Task brief:
Only the lines from the line containing "assert!(stats.converged);" to the end of the records, both included, belong in the answer, copied exactly.

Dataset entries
++++++++++++++++++++

// Copyright (C) 2023 setzer22 and contributors
//
// This Source Code Form is subject to the terms of the Mozilla Public
// License, v. 2.0. If a copy of the MPL was not distributed with this
// file, You can obtain one at https://mozilla.org/MPL/2.0/.

use serde::{Deserialize, Serialize};

use crate::mesh::halfedge::edit_ops::{
    collapse_edge, delaunay_pass, is_rejection, smooth_pass, split_edge,
};
use crate::prelude::*;

/// Mean-quality delta below which the loop is considered converged.
pub const CONVERGENCE_QUALITY_DELTA: f32 = 1e-3;

/// Options for the adaptive remeshing loop. All fields have defaults, so the
/// struct deserializes from partial configurations.
#[derive(Debug, Clone, Serialize, Deserialize)]
#[serde(default)]
pub struct RemeshOptions {
    /// Target edge length. When unset, the bounding-box diagonal divided by
    /// the square root of the vertex count is used.
    pub target_edge_length: Option<f32>,
    /// Fraction of the target below which edges collapse.
    pub min_edge_length_ratio: f32,
    /// Fraction of the target above which edges split.
    pub max_edge_length_ratio: f32,
    /// Threshold used when counting low-quality triangles in the stats.
    pub min_triangle_quality: f32,
    /// Maximum number of iterations.
    pub iterations: usize,
    /// Blend factor for tangential smoothing, in 0..1.
    pub smoothing_damping: f32,
    /// Keep user-marked feature edges. When off, feature marks are dropped
    /// before the first iteration.
    pub preserve_features: bool,
    /// Vertex-index pairs to mark as features at import time.
    pub feature_edges: Vec<(u32, u32)>,
}

impl Default for RemeshOptions {
    fn default() -> Self {
        Self {
            target_edge_length: None,
            min_edge_length_ratio: 0.4,
            max_edge_length_ratio: 1.333,
            min_triangle_quality: 0.3,
            iterations: 5,
            smoothing_damping: 0.5,
            preserve_features: true,
            feature_edges: Vec::new(),
        }
    }
}

/// Aggregated counters over one remeshing run.
#[derive(Debug, Clone, Default)]
pub struct RemeshStats {
    pub iterations_run: usize,
    pub splits: usize,
    pub collapses: usize,
    pub flips: usize,
    pub smoothed: usize,
    pub rejected: usize,
    pub initial_quality: f32,
    pub final_quality: f32,
    /// Faces below `min_triangle_quality` when the loop stopped.
    pub low_quality_faces: usize,
    pub converged: bool,
}

/// The automatic target edge length: bounding-box diagonal over sqrt(|V|).
pub fn auto_target_edge_length(mesh: &MeshConnectivity) -> f32 {
    let (_, size) = mesh.bounding_box();
    let n = mesh.num_vertices().max(1) as f32;
    size.length() / n.sqrt()
}

/// Drives the mesh towards the target edge length: per iteration, split long
/// edges at their midpoint, collapse short ones, run a Delaunay flip pass,
/// then smooth tangentially once. Classification and the skeleton are
/// refreshed whenever splits or collapses change the topology. Individual
/// operator rejections are recorded, never fatal.
#[profiling::function]
pub fn remesh(mesh: &mut MeshConnectivity, options: &RemeshOptions) -> Result<RemeshStats> {
    if !options.preserve_features {
        mesh.clear_feature_marks();
    }

    let target = options
        .target_edge_length
        .unwrap_or_else(|| auto_target_edge_length(mesh));
    if !target.is_finite() || target <= 0.0 {
        bail!("remesh: target edge length {target} must be positive");
    }
    let split_above = target * options.max_edge_length_ratio;
    let collapse_below = target * options.min_edge_length_ratio;

    let mut stats = RemeshStats {
        initial_quality: mesh.mean_triangle_quality(),
        ..Default::default()
    };
    let mut previous_quality = stats.initial_quality;
    let mut skeleton = Skeleton::build(mesh);

    for iteration in 0..options.iterations {
        stats.iterations_run = iteration + 1;

        // 1. Split every edge longer than the upper bound at its midpoint.
        // Edges created by the splits themselves wait for the next iteration.
        let long_edges: Vec<EdgeId> = mesh
            .iter_edges()
            .filter(|(_, e)| e.length() > split_above)
            .map(|(id, _)| id)
            .collect();
        let mut splits = 0;
        for e in long_edges {
            if mesh.edge(e).map(|edge| edge.length() > split_above) != Some(true) {
                continue;
            }
            match split_edge(mesh, e, 0.5) {
                Ok(_) => splits += 1,
                Err(err) if is_rejection(&err) => stats.rejected += 1,
                Err(err) => {
                    log::debug!("split skipped: {err}");
                    stats.rejected += 1;
                }
            }
        }

        // 2. Collapse every edge shorter than the lower bound that passes
        // the link condition.
        let short_edges: Vec<EdgeId> = mesh
            .iter_edges()
            .filter(|(_, e)| e.length() < collapse_below)
            .map(|(id, _)| id)
            .collect();
        let mut collapses = 0;
        for e in short_edges {
            if mesh.edge(e).map(|edge| edge.length() < collapse_below) != Some(true) {
                continue;
            }
            match collapse_edge(mesh, e) {
                Ok(_) => collapses += 1,
                Err(err) if is_rejection(&err) => stats.rejected += 1,
                Err(err) => {
                    log::debug!("collapse skipped: {err}");
                    stats.rejected += 1;
                }
            }
        }

        // Refresh the derived structures before the constrained passes so
        // smoothing never consults deleted elements.
        if splits + collapses > 0 {
            mesh.classify_all();
            skeleton = Skeleton::build(mesh);
        }

        // 3. Delaunay flip pass.
        let flips = delaunay_pass(mesh)?;

        // 4. One damped tangential smoothing sweep.
        let smoothed = smooth_pass(mesh, &skeleton, options.smoothing_damping);

        // 5. Reclassify.
        mesh.classify_all();

        stats.splits += splits;
        stats.collapses += collapses;
        stats.flips += flips;
        stats.smoothed += smoothed;

        let quality = mesh.mean_triangle_quality();
        log::debug!(
            "remesh iteration {iteration}: {splits} splits, {collapses} collapses, \
             {flips} flips, {smoothed} smoothed, quality {quality:.4}"
        );

        if (quality - previous_quality).abs() < CONVERGENCE_QUALITY_DELTA {
            stats.converged = true;
            break;
        }
        previous_quality = quality;
    }

    stats.final_quality = mesh.mean_triangle_quality();
    stats.low_quality_faces = mesh
        .iter_faces()
        .filter(|&(f, _)| mesh.face_quality(f) < options.min_triangle_quality)
        .count();
    Ok(stats)
}

/// Buffer-level entry point: imports the host container (marking the
/// requested feature edges), remeshes, and exports.
pub fn remesh_buffers(
    positions: &[Vec3],
    indices: &[u32],
    options: &RemeshOptions,
) -> Result<(MeshBuffers, RemeshStats)> {
    let mut mesh =
        MeshConnectivity::from_buffers_with_features(positions, indices, &options.feature_edges)?;
    let stats = remesh(&mut mesh, options)?;
    Ok((mesh.to_buffers(), stats))
}

#[cfg(test)]
mod test {
    use super::*;
    use crate::mesh::halfedge::validation::validate_topology;

    /// A planar strip of `nx` by `ny` quads, each split into two triangles.
    pub fn grid_strip(nx: usize, ny: usize, spacing: f32) -> (Vec<Vec3>, Vec<u32>) {
        let mut positions = Vec::new();
        for y in 0..=ny {
            for x in 0..=nx {
                positions.push(Vec3::new(x as f32 * spacing, y as f32 * spacing, 0.0));
            }
        }
        let stride = (nx + 1) as u32;
        let mut indices = Vec::new();
        for y in 0..ny as u32 {
            for x in 0..nx as u32 {
                let i = y * stride + x;
                indices.extend([i, i + 1, i + stride + 1]);
                indices.extend([i, i + stride + 1, i + stride]);
            }
        }
        (positions, indices)
    }

    #[test]
    fn auto_target_uses_bbox_diagonal() {
        let (positions, indices) = grid_strip(2, 1, 1.0);
        let mesh = MeshConnectivity::from_buffers(&positions, &indices).unwrap();
        let expected = Vec3::new(2.0, 1.0, 0.0).length() / (6.0f32).sqrt();
        assert!((auto_target_edge_length(&mesh) - expected).abs() < 1e-5);
    }

    #[test]
    fn splitting_drives_edges_below_the_bound() {
        let (positions, indices) = grid_strip(4, 1, 1.0);
        let mut mesh = MeshConnectivity::from_buffers(&positions, &indices).unwrap();
        let options = RemeshOptions {
            target_edge_length: Some(0.5),
            iterations: 4,
            ..Default::default()
        };

        let stats = remesh(&mut mesh, &options).unwrap();
        assert!(stats.splits > 0);
        assert!(validate_topology(&mesh).is_valid());

        // The longest input edge was the sqrt(2) diagonal; refinement must
        // have brought the maximum well down towards the target.
        assert!(mesh.stats().max_edge_length <= 1.0);
    }

    #[test]
    fn collapsing_removes_tiny_edges() {
        // A grid with one very short row of edges
        let (mut positions, indices) = grid_strip(4, 1, 1.0);
        // Squash the top row towards the bottom one so the vertical edges
        // become short
        for p in positions.iter_mut() {
            if p.y > 0.5 {
                p.y = 0.05;
            }
        }
        let mut mesh = MeshConnectivity::from_buffers(&positions, &indices).unwrap();
        let options = RemeshOptions {
            target_edge_length: Some(1.0),
            iterations: 3,
            ..Default::default()
        };

        let stats = remesh(&mut mesh, &options).unwrap();
        assert!(stats.collapses > 0);
        assert!(validate_topology(&mesh).is_valid());
    }

    #[test]
    fn remesh_converges_on_an_already_good_mesh() {
        // A regular octahedron: every edge has length sqrt(2), every vertex
        // is stationary under tangential smoothing by symmetry, and every
        // edge is Delaunay. With a 1.2 target nothing splits or collapses.
        let positions = [
            Vec3::new(1.0, 0.0, 0.0),
            Vec3::new(-1.0, 0.0, 0.0),
            Vec3::new(0.0, 1.0, 0.0),
            Vec3::new(0.0, -1.0, 0.0),
            Vec3::new(0.0, 0.0, 1.0),
            Vec3::new(0.0, 0.0, -1.0),
        ];
        let indices = [
            4, 0, 2, 4, 2, 1, 4, 1, 3, 4, 3, 0, //
            5, 2, 0, 5, 1, 2, 5, 3, 1, 5, 0, 3,
        ];
        let mut mesh = MeshConnectivity::from_buffers(&positions, &indices).unwrap();
        let options = RemeshOptions {
            target_edge_length: Some(1.2),
            iterations: 5,
            ..Default::default()
        };

        let stats = remesh(&mut mesh, &options).unwrap();
        assert!(stats.converged);
        assert_eq!(stats.iterations_run, 1);
        assert_eq!(stats.splits, 0);
        assert_eq!(stats.collapses, 0);
        assert!(validate_topology(&mesh).is_valid());
        // A closed manifold mesh has no skeleton at all
        assert!(Skeleton::build(&mesh).is_empty());
    }

    #[test]
    fn remesh_buffers_round_trip() {
        let (positions, indices) = grid_strip(2, 2, 1.0);
        let options = RemeshOptions {
            target_edge_length: Some(1.0),
            iterations: 1,
            ..Default::default()
        };
        let (buffers, _) = remesh_buffers(&positions, &indices, &options).unwrap();
        assert!(!buffers.positions.is_empty());
        assert_eq!(buffers.indices.len() % 3, 0);
    }
}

++++++++++++++++++++

Solution to this problem:
        assert!(stats.converged);
        assert_eq!(stats.iterations_run, 1);
        assert_eq!(stats.splits, 0);
        assert_eq!(stats.collapses, 0);
        assert!(validate_topology(&mesh).is_valid());
        // A closed manifold mesh has no skeleton at all
        assert!(Skeleton::build(&mesh).is_empty());
    }

    #[test]
    fn remesh_buffers_round_trip() {
        let (positions, indices) = grid_strip(2, 2, 1.0);
        let options = RemeshOptions {
            target_edge_length: Some(1.0),
            iterations: 1,
            ..Default::default()
        };
        let (buffers, _) = remesh_buffers(&positions, &indices, &options).unwrap();
        assert!(!buffers.positions.is_empty());
        assert_eq!(buffers.indices.len() % 3, 0);
    }
}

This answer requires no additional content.